For each line in the records that contains "rename", make a copy.

== DATA SUPPLIED ==

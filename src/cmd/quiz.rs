//! Quiz command - setup-readiness score and result tier

use crate::cmd::{print_json, print_table, read_json};
use crate::core::quiz::{find_question, max_score, QUESTIONS, RESULT_TIERS};
use crate::core::{
    calculate_result, calculate_score, get_score_percentage, InputError, LeadPayload,
    QuizAnswerSet, QuizLead, ResultTier,
};
use clap::Args;
use serde::Serialize;
use std::path::PathBuf;
use tabled::Tabled;

#[derive(Args, Debug)]
pub struct QuizCommand {
    /// Answer as QUESTION=OPTION (repeatable), e.g. --answer nie=obtained
    #[arg(short, long = "answer", value_parser = parse_answer)]
    answers: Vec<(String, String)>,

    /// JSON object of question id to option id (or "-" for stdin)
    #[arg(short, long)]
    input: Option<PathBuf>,

    /// List the questions and their options instead of scoring
    #[arg(long)]
    questions: bool,

    /// Output as JSON instead of formatted text
    #[arg(long)]
    json: bool,

    /// Output only the lead-capture payload as JSON
    #[arg(long, conflicts_with = "json")]
    lead: bool,
}

fn parse_answer(s: &str) -> Result<(String, String), InputError> {
    match s.split_once('=') {
        Some((question, option)) if !question.trim().is_empty() && !option.trim().is_empty() => {
            Ok((question.trim().to_string(), option.trim().to_string()))
        }
        _ => Err(InputError::MalformedAnswer(s.to_string())),
    }
}

#[derive(Debug, Serialize)]
struct QuizOutput<'a> {
    score: u32,
    max_score: u32,
    score_percentage: u32,
    tier: &'a ResultTier,
}

#[derive(Tabled)]
struct OptionRow {
    #[tabled(rename = "Question")]
    question: String,
    #[tabled(rename = "Option")]
    option: &'static str,
    #[tabled(rename = "Answer")]
    label: &'static str,
    #[tabled(rename = "Points")]
    score: u32,
}

impl QuizCommand {
    pub fn exec(&self) -> anyhow::Result<()> {
        RESULT_TIERS.validate(max_score())?;

        if self.questions {
            return self.print_questions();
        }

        let answers = self.answers()?;
        warn_unknown(&answers);
        let tier = calculate_result(&answers);

        if self.lead {
            print_json(&LeadPayload::Quiz(QuizLead::new(&answers, tier.level)))
        } else if self.json {
            print_json(&QuizOutput {
                score: calculate_score(&answers),
                max_score: max_score(),
                score_percentage: get_score_percentage(&answers),
                tier,
            })
        } else {
            print_result(&answers, tier);
            Ok(())
        }
    }

    fn answers(&self) -> anyhow::Result<QuizAnswerSet> {
        let mut answers: QuizAnswerSet = match &self.input {
            Some(path) => read_json(path)?,
            None => QuizAnswerSet::new(),
        };
        // flags override the file
        answers.extend(self.answers.iter().cloned());
        Ok(answers)
    }

    fn print_questions(&self) -> anyhow::Result<()> {
        if self.json {
            return print_json(&QUESTIONS);
        }
        let rows = QUESTIONS
            .iter()
            .flat_map(|q| {
                q.options.iter().enumerate().map(move |(i, o)| OptionRow {
                    question: if i == 0 { q.id.to_string() } else { String::new() },
                    option: o.id,
                    label: o.label,
                    score: o.score,
                })
            })
            .collect();
        print_table(rows, 3);
        Ok(())
    }
}

fn warn_unknown(answers: &QuizAnswerSet) {
    for (question, option) in answers {
        match find_question(question) {
            None => log::warn!("Ignoring unknown question '{}'", question),
            Some(q) if q.option(option).is_none() => {
                log::warn!("Ignoring unknown option '{}' for '{}'", option, question)
            }
            Some(_) => {}
        }
    }
}

fn print_result(answers: &QuizAnswerSet, tier: &ResultTier) {
    println!();
    println!("SETUP READINESS: {}", tier.title.to_uppercase());
    println!();
    println!(
        "Score: {}/{} ({}%), {} of {} questions answered",
        calculate_score(answers),
        max_score(),
        get_score_percentage(answers),
        answers
            .keys()
            .filter(|q| find_question(q).is_some())
            .count(),
        QUESTIONS.len()
    );
    println!();
    println!("Findings:");
    for finding in tier.findings {
        println!("  - {}", finding);
    }
    println!();
    println!("Recommendations:");
    for recommendation in tier.recommendations {
        println!("  - {}", recommendation);
    }
    println!();
}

===

**ANSWER BOX**
    #[tabled(rename = "Question")]
    #[tabled(rename = "Option")]
    #[tabled(rename = "Answer")]
    #[tabled(rename = "Points")]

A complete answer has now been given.